Education In New Hampshire

New Hampshire (i/nuːˈhæmpʃər/) is a state in the New England region of the northeastern United States of America. The state was named after the southern English county of Hampshire. It is bordered by Massachusetts to the south, Vermont to the west, Maine and the Atlantic Ocean to the east, and the Canadian province of Quebec to the north. New Hampshire is the 5th smallest and the 9th least populous of the 50 United states.

It became the first of the British North American colonies to break away from Great Britain in January 1776, and six months later was one of the original thirteen states that founded the United States of America. In June 1788, it became the ninth state to ratify the United States Constitution, bringing that document into effect. New Hampshire was the first U.S. state to have its own state constitution.

It is known internationally for the New Hampshire primary, the first primary in the U.S. presidential election cycle. Concord is the state capital, while Manchester is the largest city in the state. It has no general sales tax, nor is personal income (other than interest and dividends) taxed at either the state or local level.

Its license plates carry the state motto: "Live Free or Die". The state's nickname, "The Granite State", refers to its extensive granite formations and quarries.

Among prominent individuals from New Hampshire are founding father Nicholas Gilman, Senator Daniel Webster, Revolutionary War hero John Stark, editor Horace Greeley, founder of the Christian Science religion Mary Baker Eddy, poet Robert Frost, astronaut Alan Shepard, and author Dan Brown. New Hampshire has produced one president: Franklin Pierce.

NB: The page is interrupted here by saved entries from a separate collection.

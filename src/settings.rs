use {super::*, options::Options};

/// Pool configuration as read from the TOML file, with command line
/// overrides applied on top.
#[derive(Debug, Clone, PartialEq, Deserialize, Serialize)]
#[serde(default, deny_unknown_fields)]
pub struct Settings {
    pub identifier: String,
    pub address: Option<String>,
    pub host: String,
    pub chain: Chain,
    pub coinbase_tag: Option<String>,
    pub recipients: Vec<RecipientSettings>,
    pub daemon: DaemonSettings,
    pub auxiliary: Option<AuxiliarySettings>,
    pub ports: Vec<PortSettings>,
    pub banning: BanSettings,
    pub timeouts: TimeoutSettings,
    pub polling: PollingSettings,
    pub tls: Option<TlsSettings>,
    pub events: Option<EventsSettings>,
}

impl Default for Settings {
    fn default() -> Self {
        Self {
            identifier: "stratapool".into(),
            address: None,
            host: "0.0.0.0".into(),
            chain: Chain::default(),
            coinbase_tag: None,
            recipients: Vec::new(),
            daemon: DaemonSettings::default(),
            auxiliary: None,
            ports: vec![PortSettings::default()],
            banning: BanSettings::default(),
            timeouts: TimeoutSettings::default(),
            polling: PollingSettings::default(),
            tls: None,
            events: None,
        }
    }
}

#[derive(Debug, Clone, PartialEq, Deserialize, Serialize)]
#[serde(deny_unknown_fields)]
pub struct RecipientSettings {
    pub address: String,
    pub percentage: f64,
}

#[derive(Debug, Clone, PartialEq, Deserialize, Serialize)]
#[serde(default, deny_unknown_fields)]
pub struct DaemonSettings {
    pub url: String,
    pub username: String,
    pub password: String,
    pub timeout_secs: u64,
}

impl Default for DaemonSettings {
    fn default() -> Self {
        Self {
            url: "http://127.0.0.1:8332".into(),
            username: String::new(),
            password: String::new(),
            timeout_secs: 10,
        }
    }
}

impl DaemonSettings {
    pub fn timeout(&self) -> Duration {
        Duration::from_secs(self.timeout_secs)
    }
}

#[derive(Debug, Clone, PartialEq, Deserialize, Serialize)]
#[serde(default, deny_unknown_fields)]
pub struct AuxiliarySettings {
    pub enabled: bool,
    pub daemon: DaemonSettings,
    /// Merge-mining magic bytes, hex encoded.
    pub header: String,
}

impl Default for AuxiliarySettings {
    fn default() -> Self {
        Self {
            enabled: false,
            daemon: DaemonSettings::default(),
            header: "fabe6d6d".into(),
        }
    }
}

#[derive(Debug, Clone, PartialEq, Deserialize, Serialize)]
#[serde(default, deny_unknown_fields)]
pub struct PortSettings {
    pub port: u16,
    pub enabled: bool,
    pub tls: bool,
    pub difficulty: DifficultySettings,
}

impl Default for PortSettings {
    fn default() -> Self {
        Self {
            port: 3002,
            enabled: true,
            tls: false,
            difficulty: DifficultySettings::default(),
        }
    }
}

/// Vardiff parameters for one port. Times are in seconds.
#[derive(Debug, Clone, Copy, PartialEq, Deserialize, Serialize)]
#[serde(default, deny_unknown_fields)]
pub struct DifficultySettings {
    pub initial: f64,
    pub minimum: f64,
    pub maximum: f64,
    pub target_time: f64,
    pub retarget_time: f64,
    pub variance: f64,
}

impl Default for DifficultySettings {
    fn default() -> Self {
        Self {
            initial: 32.0,
            minimum: 8.0,
            maximum: 512.0,
            target_time: 15.0,
            retarget_time: 90.0,
            variance: 0.3,
        }
    }
}

impl DifficultySettings {
    pub fn retarget(&self) -> Duration {
        Duration::from_secs_f64(self.retarget_time)
    }
}

#[derive(Debug, Clone, Copy, PartialEq, Deserialize, Serialize)]
#[serde(default, deny_unknown_fields)]
pub struct BanSettings {
    pub enabled: bool,
    pub ban_length_secs: u64,
    pub check_threshold: u32,
    pub invalid_percent: f64,
    pub purge_interval_secs: u64,
}

impl Default for BanSettings {
    fn default() -> Self {
        Self {
            enabled: true,
            ban_length_secs: 600,
            check_threshold: 500,
            invalid_percent: 50.0,
            purge_interval_secs: 300,
        }
    }
}

impl BanSettings {
    pub fn ban_length(&self) -> Duration {
        Duration::from_secs(self.ban_length_secs)
    }

    pub fn purge_interval(&self) -> Duration {
        Duration::from_secs(self.purge_interval_secs.max(1))
    }
}

#[derive(Debug, Clone, Copy, PartialEq, Deserialize, Serialize)]
#[serde(default, deny_unknown_fields)]
pub struct TimeoutSettings {
    pub connection_secs: u64,
    pub rebroadcast_secs: u64,
}

impl Default for TimeoutSettings {
    fn default() -> Self {
        Self {
            connection_secs: 600,
            rebroadcast_secs: 60,
        }
    }
}

impl TimeoutSettings {
    pub fn connection(&self) -> Duration {
        Duration::from_secs(self.connection_secs)
    }

    pub fn rebroadcast(&self) -> Duration {
        Duration::from_secs(self.rebroadcast_secs.max(1))
    }
}

#[derive(Debug, Clone, Copy, PartialEq, Deserialize, Serialize)]
#[serde(default, deny_unknown_fields)]
pub struct PollingSettings {
    pub blocks_millis: u64,
}

impl Default for PollingSettings {
    fn default() -> Self {
        Self {
            blocks_millis: 1000,
        }
    }
}

impl PollingSettings {
    pub fn blocks(&self) -> Duration {
        Duration::from_millis(self.blocks_millis.max(1))
    }
}

#[derive(Debug, Clone, PartialEq, Deserialize, Serialize)]
#[serde(deny_unknown_fields)]
pub struct TlsSettings {
    pub cert: PathBuf,
    pub key: PathBuf,
}

#[derive(Debug, Clone, PartialEq, Deserialize, Serialize)]
#[serde(deny_unknown_fields)]
pub struct EventsSettings {
    pub file: PathBuf,
    #[serde(default)]
    pub format: FileFormat,
}

impl Settings {
    /// Loads the config file and applies command line overrides.
    pub fn load(options: Options) -> Result<Self> {
        let settings = match Self::find_config_path(&options) {
            Some(path) => Self::from_file(&path)?,
            None => Self::default(),
        };

        let settings = settings.with_options(options);

        settings.validate()?;

        Ok(settings)
    }

    pub fn from_file(path: &Path) -> Result<Self> {
        toml::from_str(
            &fs::read_to_string(path)
                .with_context(|| format!("failed to open config file `{}`", path.display()))?,
        )
        .with_context(|| format!("failed to deserialize config file `{}`", path.display()))
    }

    fn find_config_path(options: &Options) -> Option<PathBuf> {
        if let Some(path) = &options.config {
            return Some(path.clone());
        }

        dirs::config_dir()
            .map(|dir| dir.join("stratapool").join("config.toml"))
            .filter(|path| path.exists())
    }

    fn with_options(mut self, options: Options) -> Self {
        if let Some(host) = options.host {
            self.host = host;
        }

        if let Some(address) = options.address {
            self.address = Some(address);
        }

        if let Some(url) = options.daemon_url {
            self.daemon.url = url;
        }

        if let Some(username) = options.daemon_username {
            self.daemon.username = username;
        }

        if let Some(password) = options.daemon_password {
            self.daemon.password = password;
        }

        self
    }

    pub fn validate(&self) -> Result {
        ensure!(
            self.address.as_deref().is_some_and(|address| !address.is_empty()),
            "pool address is not set"
        );

        ensure!(
            self.ports.iter().any(|port| port.enabled),
            "no enabled stratum ports configured"
        );

        let fee = self.fee_percentage();

        ensure!(
            self.recipients
                .iter()
                .all(|recipient| recipient.percentage >= 0.0),
            "recipient percentages must not be negative"
        );

        ensure!(
            fee < 1.0,
            "recipient percentages add up to {fee}, which leaves nothing for the pool"
        );

        for port in &self.ports {
            let DifficultySettings {
                initial,
                minimum,
                maximum,
                target_time,
                retarget_time,
                variance,
            } = port.difficulty;

            ensure!(
                minimum > 0.0 && minimum <= initial && initial <= maximum,
                "port {} difficulty must satisfy 0 < minimum <= initial <= maximum",
                port.port
            );

            ensure!(
                target_time > 0.0,
                "port {} target time must be positive",
                port.port
            );

            ensure!(
                retarget_time >= target_time,
                "port {} retarget time must not be shorter than its target time",
                port.port
            );

            ensure!(
                (0.0..1.0).contains(&variance),
                "port {} variance must be in 0..1",
                port.port
            );
        }

        if self.ports.iter().any(|port| port.enabled && port.tls) {
            ensure!(
                self.tls.is_some(),
                "a port requires TLS but no [tls] section is configured"
            );
        }

        if let Some(auxiliary) = self.auxiliary.as_ref().filter(|aux| aux.enabled) {
            hex::decode(&auxiliary.header).context("invalid auxiliary header")?;
        }

        Ok(())
    }

    pub fn fee_percentage(&self) -> f64 {
        self.recipients
            .iter()
            .map(|recipient| recipient.percentage)
            .sum()
    }

    pub fn merge_mining(&self) -> Option<&AuxiliarySettings> {
        self.auxiliary.as_ref().filter(|auxiliary| auxiliary.enabled)
    }

    pub fn enabled_ports(&self) -> impl Iterator<Item = &PortSettings> {
        self.ports.iter().filter(|port| port.enabled)
    }
}

#[cfg(test)]
mod tests {
    use {super::*, tempfile::TempDir};

    fn settings() -> Settings {
        Settings {
            address: Some("bc1qar0srrr7xfkvy5l643lydnw9re59gtzzwf5mdq".into()),
            ..Default::default()
        }
    }

    #[track_caller]
    fn case(settings: Settings, expected: &str) {
        let err = settings.validate().unwrap_err().to_string();
        assert!(err.contains(expected), "unexpected error: {err}");
    }

    #[test]
    fn config_file_parsing() {
        let config = r#"
            identifier = "pool-1"
            address = "bc1qar0srrr7xfkvy5l643lydnw9re59gtzzwf5mdq"
            chain = "test"

            [[recipients]]
            address = "tb1qw508d6qejxtdg4y5r3zarvary0c5xw7kxpjzsx"
            percentage = 0.01

            [daemon]
            url = "http://127.0.0.1:18332"
            username = "user"
            password = "pass"

            [[ports]]
            port = 3333
            difficulty = { initial = 64, minimum = 16, maximum = 1024 }

            [banning]
            check_threshold = 5
            invalid_percent = 50

            [events]
            file = "events.csv"
            format = "csv"
        "#;

        let settings = toml::from_str::<Settings>(config).unwrap();

        assert_eq!(settings.identifier, "pool-1");
        assert_eq!(settings.chain, Chain::Test);
        assert_eq!(settings.recipients.len(), 1);
        assert_eq!(settings.daemon.url, "http://127.0.0.1:18332");
        assert_eq!(settings.daemon.timeout_secs, 10);
        assert_eq!(settings.ports.len(), 1);
        assert_eq!(settings.ports[0].port, 3333);
        assert!(settings.ports[0].enabled);
        assert_eq!(settings.ports[0].difficulty.initial, 64.0);
        assert_eq!(settings.ports[0].difficulty.target_time, 15.0);
        assert_eq!(settings.banning.check_threshold, 5);
        assert_eq!(settings.banning.ban_length_secs, 600);
        assert_eq!(settings.events.as_ref().unwrap().format, FileFormat::Csv);
        assert!(settings.merge_mining().is_none());
    }

    #[test]
    fn unknown_fields_are_rejected() {
        assert!(toml::from_str::<Settings>("colour = \"blue\"").is_err());
        assert!(toml::from_str::<Settings>("[banning]\nlength = 1").is_err());
    }

    #[test]
    fn load_from_file_with_overrides() {
        let dir = TempDir::new().unwrap();
        let path = dir.path().join("config.toml");

        fs::write(
            &path,
            "address = \"bc1qar0srrr7xfkvy5l643lydnw9re59gtzzwf5mdq\"\n[daemon]\nurl = \"http://10.0.0.1:8332\"\n",
        )
        .unwrap();

        let settings = Settings::load(Options {
            config: Some(path),
            host: Some("127.0.0.1".into()),
            daemon_password: Some("secret".into()),
            ..Default::default()
        })
        .unwrap();

        assert_eq!(settings.host, "127.0.0.1");
        assert_eq!(settings.daemon.url, "http://10.0.0.1:8332");
        assert_eq!(settings.daemon.password, "secret");
        assert_eq!(settings.ports, vec![PortSettings::default()]);
    }

    #[test]
    fn missing_config_file_is_an_error() {
        let dir = TempDir::new().unwrap();

        let err = Settings::load(Options {
            config: Some(dir.path().join("missing.toml")),
            ..Default::default()
        })
        .unwrap_err();

        assert!(err.to_string().contains("failed to open config file"));
    }

    #[test]
    fn defaults_are_valid() {
        settings().validate().unwrap();
    }

    #[test]
    fn validation() {
        case(Settings::default(), "pool address is not set");

        let mut invalid = settings();
        invalid.ports[0].enabled = false;
        case(invalid, "no enabled stratum ports");

        let mut invalid = settings();
        invalid.recipients = vec![
            RecipientSettings {
                address: "a".into(),
                percentage: 0.6,
            },
            RecipientSettings {
                address: "b".into(),
                percentage: 0.4,
            },
        ];
        case(invalid, "leaves nothing for the pool");

        let mut invalid = settings();
        invalid.ports[0].difficulty.initial = 4.0;
        case(invalid, "minimum <= initial <= maximum");

        let mut invalid = settings();
        invalid.ports[0].difficulty.target_time = 0.0;
        case(invalid, "target time must be positive");

        let mut invalid = settings();
        invalid.ports[0].difficulty.retarget_time = 10.0;
        case(invalid, "retarget time");

        let mut invalid = settings();
        invalid.ports[0].tls = true;
        case(invalid, "no [tls] section");

        let mut invalid = settings();
        invalid.auxiliary = Some(AuxiliarySettings {
            enabled: true,
            header: "xyz".into(),
            ..Default::default()
        });
        case(invalid, "invalid auxiliary header");
    }

    #[test]
    fn durations() {
        let settings = settings();
        assert_eq!(settings.banning.ban_length(), Duration::from_secs(600));
        assert_eq!(settings.timeouts.rebroadcast(), Duration::from_secs(60));
        assert_eq!(settings.polling.blocks(), Duration::from_millis(1000));
        assert_eq!(
            settings.ports[0].difficulty.retarget(),
            Duration::from_secs(90)
        );
    }
}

With some of the largest ski mountains on the East Coast, New Hampshire's major recreational attractions include skiing, snowmobiling and other winter sports, hiking and mountaineering, observing the fall foliage, summer cottages along many lakes and the seacoast, motor sports at the New Hampshire Motor Speedway, and Motorcycle Week, a popular motorcycle rally held in Weirs Beach near Laconia in June. The White Mountain National Forest links the Vermont and Maine portions of the Appalachian Trail, and boasts the Mount Washington Auto Road, where visitors may drive to the top of 6,288-foot (1,917 m) Mount Washington.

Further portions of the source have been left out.